High Sensitivity, Miniature, Full 2-D Anemometer Based on MEMS Hot-Film Sensors

High-resolution airflow monitoring in urban environments requires deployment of a large number of anemometers with precise measurement capability of both wind speed and direction in two or three dimensions. Existing sensors are too expensive and/or bulky for this application. It is known that microelectromechanical systems (MEMS) sensor-based anemometers can be low in cost for mass production. And due to its ultra-thin filaments and fine structure, a MEMS-based hot-film sensor also has the potential to outperform traditional hot-wire or hot-film sensors.

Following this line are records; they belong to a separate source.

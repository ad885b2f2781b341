use std::collections::BTreeSet;

use rustc_hash::FxHashMap;
use slicerd_openflow::{
    Action, Bucket, CookieFilter, FLOOD_COOKIE, FlowAdd, FlowDelete, Instruction, InstructionList,
    MacAddr, Match, Message, MessageSink, port,
};
use smallvec::smallvec;

use crate::{
    endpoint::{Endpoint, endpoints_text},
    pipeline::{PRIO_FLOOD, TABLE_FORWARD},
    resources::Resources,
};

/// One logically isolated mini-switch.
///
/// `target` is what the operator asked for; `established` is what the switch
/// currently implements; `sanitized` is the subset of the target whose ports
/// actually exist, computed during revalidation. The realised behaviour
/// depends on the sanitized cardinality: one endpoint drops, two form an
/// E-Line, three or more run as a learning switch backed by one ALL-group
/// per endpoint.
#[derive(Debug, Default)]
pub struct Slice {
    target: BTreeSet<Endpoint>,
    established: BTreeSet<Endpoint>,
    sanitized: BTreeSet<Endpoint>,
    macs: FxHashMap<MacAddr, Endpoint>,
}

impl Slice {
    pub fn target(&self) -> &BTreeSet<Endpoint> {
        &self.target
    }

    pub fn established(&self) -> &BTreeSet<Endpoint> {
        &self.established
    }

    pub(crate) fn insert_target(&mut self, ep: Endpoint) -> bool {
        self.target.insert(ep)
    }

    pub(crate) fn remove_target(&mut self, ep: &Endpoint) -> bool {
        self.target.remove(ep)
    }

    /// Record where a MAC was last seen; returns the previous binding.
    pub(crate) fn see(&mut self, mac: MacAddr, ep: Endpoint) -> Option<Endpoint> {
        self.macs.insert(mac, ep)
    }

    /// Forget a MAC binding that aged out on `ep`.
    pub(crate) fn unsee(&mut self, mac: MacAddr, ep: &Endpoint) {
        if self.target.contains(ep) {
            self.macs.remove(&mac);
        }
    }

    /// Look up the endpoint a MAC was learned on, if it is still realised.
    pub fn lookup(&self, mac: &MacAddr) -> Option<Endpoint> {
        self.macs.get(mac).filter(|ep| self.established.contains(*ep)).copied()
    }

    /// Reduce the target to endpoints whose port is currently present.
    pub(crate) fn sanitize(&mut self, known_ports: &BTreeSet<u32>) {
        self.sanitized = self
            .target
            .iter()
            .filter(|ep| known_ports.contains(&ep.port()))
            .copied()
            .collect();
    }

    /// Adopt the sanitized set as established, dropping MAC bindings that
    /// now point outside the slice.
    pub(crate) fn commit(&mut self) {
        self.established = self.sanitized.clone();
        let established = &self.established;
        self.macs.retain(|_, ep| established.contains(&*ep));
    }

    /// Discard all realised state (datapath gone); the target survives.
    pub(crate) fn reset_realized(&mut self) {
        self.established.clear();
        self.sanitized.clear();
        self.macs.clear();
    }

    /// Endpoints that fell out of the target but still have rules installed.
    pub(crate) fn lost_endpoints(&self) -> impl Iterator<Item = &Endpoint> {
        self.established.difference(&self.target)
    }

    /// The set of endpoints whose rules are stale for the coming transition.
    ///
    /// Any transition away from exactly two endpoints rewrites both E-Line
    /// rules, and any transition down to two or fewer tears the whole slice
    /// down; only a large slice staying large can shrink incrementally.
    fn stale_endpoints(&self) -> BTreeSet<Endpoint> {
        if self.established.len() == 2 || self.sanitized.len() <= 2 {
            self.established.clone()
        } else {
            &self.established - &self.sanitized
        }
    }

    /// Delete-phase of the static-rule delta: remove rules and release
    /// groups for stale endpoints. Never installs anything.
    pub(crate) fn delete_static_rules(&self, res: &mut Resources, out: &mut dyn MessageSink) {
        if self.sanitized == self.established {
            return;
        }
        log::info!(
            "{:016x}: {} -> {}",
            res.dpid,
            endpoints_text(&self.established),
            endpoints_text(&self.sanitized)
        );

        let stale = self.stale_endpoints();
        for ep in &stale {
            log::info!("{:016x}: deleting rules for {}", res.dpid, ep);

            // One wildcard-cookie delete removes both the priority-5
            // learning rules and the priority-4 endpoint rule; the cookie
            // filter keeps rules of other slices for the same MACs intact.
            res.invalidate_first_tag_rule(ep);
            let (matcher, table, _) = ep.ingress_match(None);
            let group = res.group_of(ep);
            out.send(Message::FlowDelete(FlowDelete {
                table,
                matcher,
                cookie: group.map(|g| CookieFilter::exact(g as u64)),
                out_port: if group.is_some() {
                    port::CONTROLLER
                } else {
                    port::ANY
                },
                ..Default::default()
            }));
        }

        // A stale endpoint's group goes away with it: the group delete takes
        // the flood rule along (it references the group in its actions), the
        // cookie filter sweeps learned rules delivering to the endpoint, and
        // the metadata match sweeps learned rules sourced from it. Groups
        // exist exactly for the sanitized members of multi-endpoint slices.
        for ep in &stale {
            let Some(group) = res.release_group(ep) else {
                continue;
            };
            log::info!("{:016x}: deleting group {} for {}", res.dpid, group, ep);
            out.send(Message::GroupDelete { group });
            out.send(Message::FlowDelete(FlowDelete {
                table: TABLE_FORWARD,
                cookie: Some(CookieFilter::exact(group as u64)),
                ..Default::default()
            }));
            out.send(Message::FlowDelete(FlowDelete {
                table: TABLE_FORWARD,
                matcher: Match::metadata(group as u64),
                ..Default::default()
            }));
        }
    }

    /// Add-phase of the static-rule delta: allocate groups and install rules
    /// for the sanitized set. Never deletes anything.
    pub(crate) fn add_static_rules(&self, res: &mut Resources, out: &mut dyn MessageSink) {
        // Meters first so flow instructions can reference fresh ids.
        for ep in &self.sanitized {
            res.ensure_meters(ep, out);
        }

        if self.sanitized == self.established {
            return;
        }

        // Below two endpoints the switch's default drop applies.
        if self.sanitized.len() < 2 {
            return;
        }

        if self.sanitized.len() == 2 {
            let pair: Vec<Endpoint> = self.sanitized.iter().copied().collect();
            for i in 0..2 {
                let (ep, other) = (pair[i], pair[1 - i]);
                res.ensure_first_tag_rule(&ep, out);
                log::info!("{:016x}: adding e-line for {}->{}", res.dpid, ep, other);
                let (matcher, table, priority) = ep.ingress_match(None);
                let mut instructions = InstructionList::new();
                if let Some(meter) = res.ingress_meter(&ep) {
                    instructions.push(Instruction::Meter(meter));
                }
                if let Some(meter) = res.egress_meter(&other) {
                    instructions.push(Instruction::Meter(meter));
                }
                instructions.push(Instruction::Apply(other.egress_action(ep.port())));
                out.send(Message::FlowAdd(FlowAdd {
                    table,
                    priority,
                    matcher,
                    instructions,
                    ..Default::default()
                }));
            }
            return;
        }

        // Learning-switch behaviour. Anything that was small before gets
        // every endpoint treated as new; a large slice only grows by the
        // difference.
        let fresh = if self.established.len() <= 2 {
            self.sanitized.clone()
        } else {
            &self.sanitized - &self.established
        };

        for ep in &self.sanitized {
            let (group, added) = res.claim_group(ep);
            log::info!(
                "{:016x}: updating group {} for {} -> {}",
                res.dpid,
                group,
                ep,
                endpoints_text(self.sanitized.iter().filter(|d| *d != ep))
            );
            let buckets: Vec<Bucket> = self
                .sanitized
                .iter()
                .filter(|dest| *dest != ep)
                .map(|dest| Bucket {
                    actions: dest.egress_action(ep.port()),
                })
                .collect();
            out.send(if added {
                Message::GroupAdd { group, buckets }
            } else {
                Message::GroupModify { group, buckets }
            });

            if added {
                // Flood unknown destinations to the group. The rule dies
                // with the group since it references it in its actions; the
                // sentinel cookie keeps MAC unlearning away from it.
                let mut instructions = InstructionList::new();
                for dest in self.sanitized.iter().filter(|dest| *dest != ep) {
                    if let Some(meter) = res.egress_meter(dest) {
                        instructions.push(Instruction::Meter(meter));
                    }
                }
                instructions.push(Instruction::Apply(smallvec![Action::Group(group)]));
                out.send(Message::FlowAdd(FlowAdd {
                    table: TABLE_FORWARD,
                    priority: PRIO_FLOOD,
                    cookie: FLOOD_COOKIE,
                    matcher: Match::metadata(group as u64),
                    instructions,
                    ..Default::default()
                }));
            }
        }

        for ep in &fresh {
            // Unknown source MACs go to the controller for learning.
            let group = res.group_of(ep).expect("sanitized endpoint lost its group");
            let (matcher, table, priority) = ep.ingress_match(None);
            let mut instructions = InstructionList::new();
            if let Some(meter) = res.ingress_meter(ep) {
                instructions.push(Instruction::Meter(meter));
            }
            instructions.push(Instruction::Apply(smallvec![Action::OutputController]));
            out.send(Message::FlowAdd(FlowAdd {
                table,
                priority,
                cookie: group as u64,
                matcher,
                instructions,
                ..Default::default()
            }));
            res.ensure_first_tag_rule(ep, out);
        }
    }
}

Existing MEMS-based anemometers that integrate multiple sensing elements on a chip for detection of airflow speed and direction show low sensitivity due to their in-plane structure, which cannot harvest wind energy efficiently. In this paper, we develop an anemometer having a probe structure mounted with three MEMS-based hot-film sensor chips, which can detect both airflow speed and direction with high sensitivity while keeping a compact size for the probe (6-mm diameter). The prototype anemometer is calibrated for detection of wind speed with accuracy of 3.6% [relative root mean square (RMS) error] in a range of 0.1-10 m/s, and wind direction from 0° to 360°, with an accuracy of 1.20 degree (RMS error). We field-test the MEMS based 2-D anemometer at urban wind monitoring points and the results agree well with monitoring data of nearby commercial 2-D ultrasonic anemometers.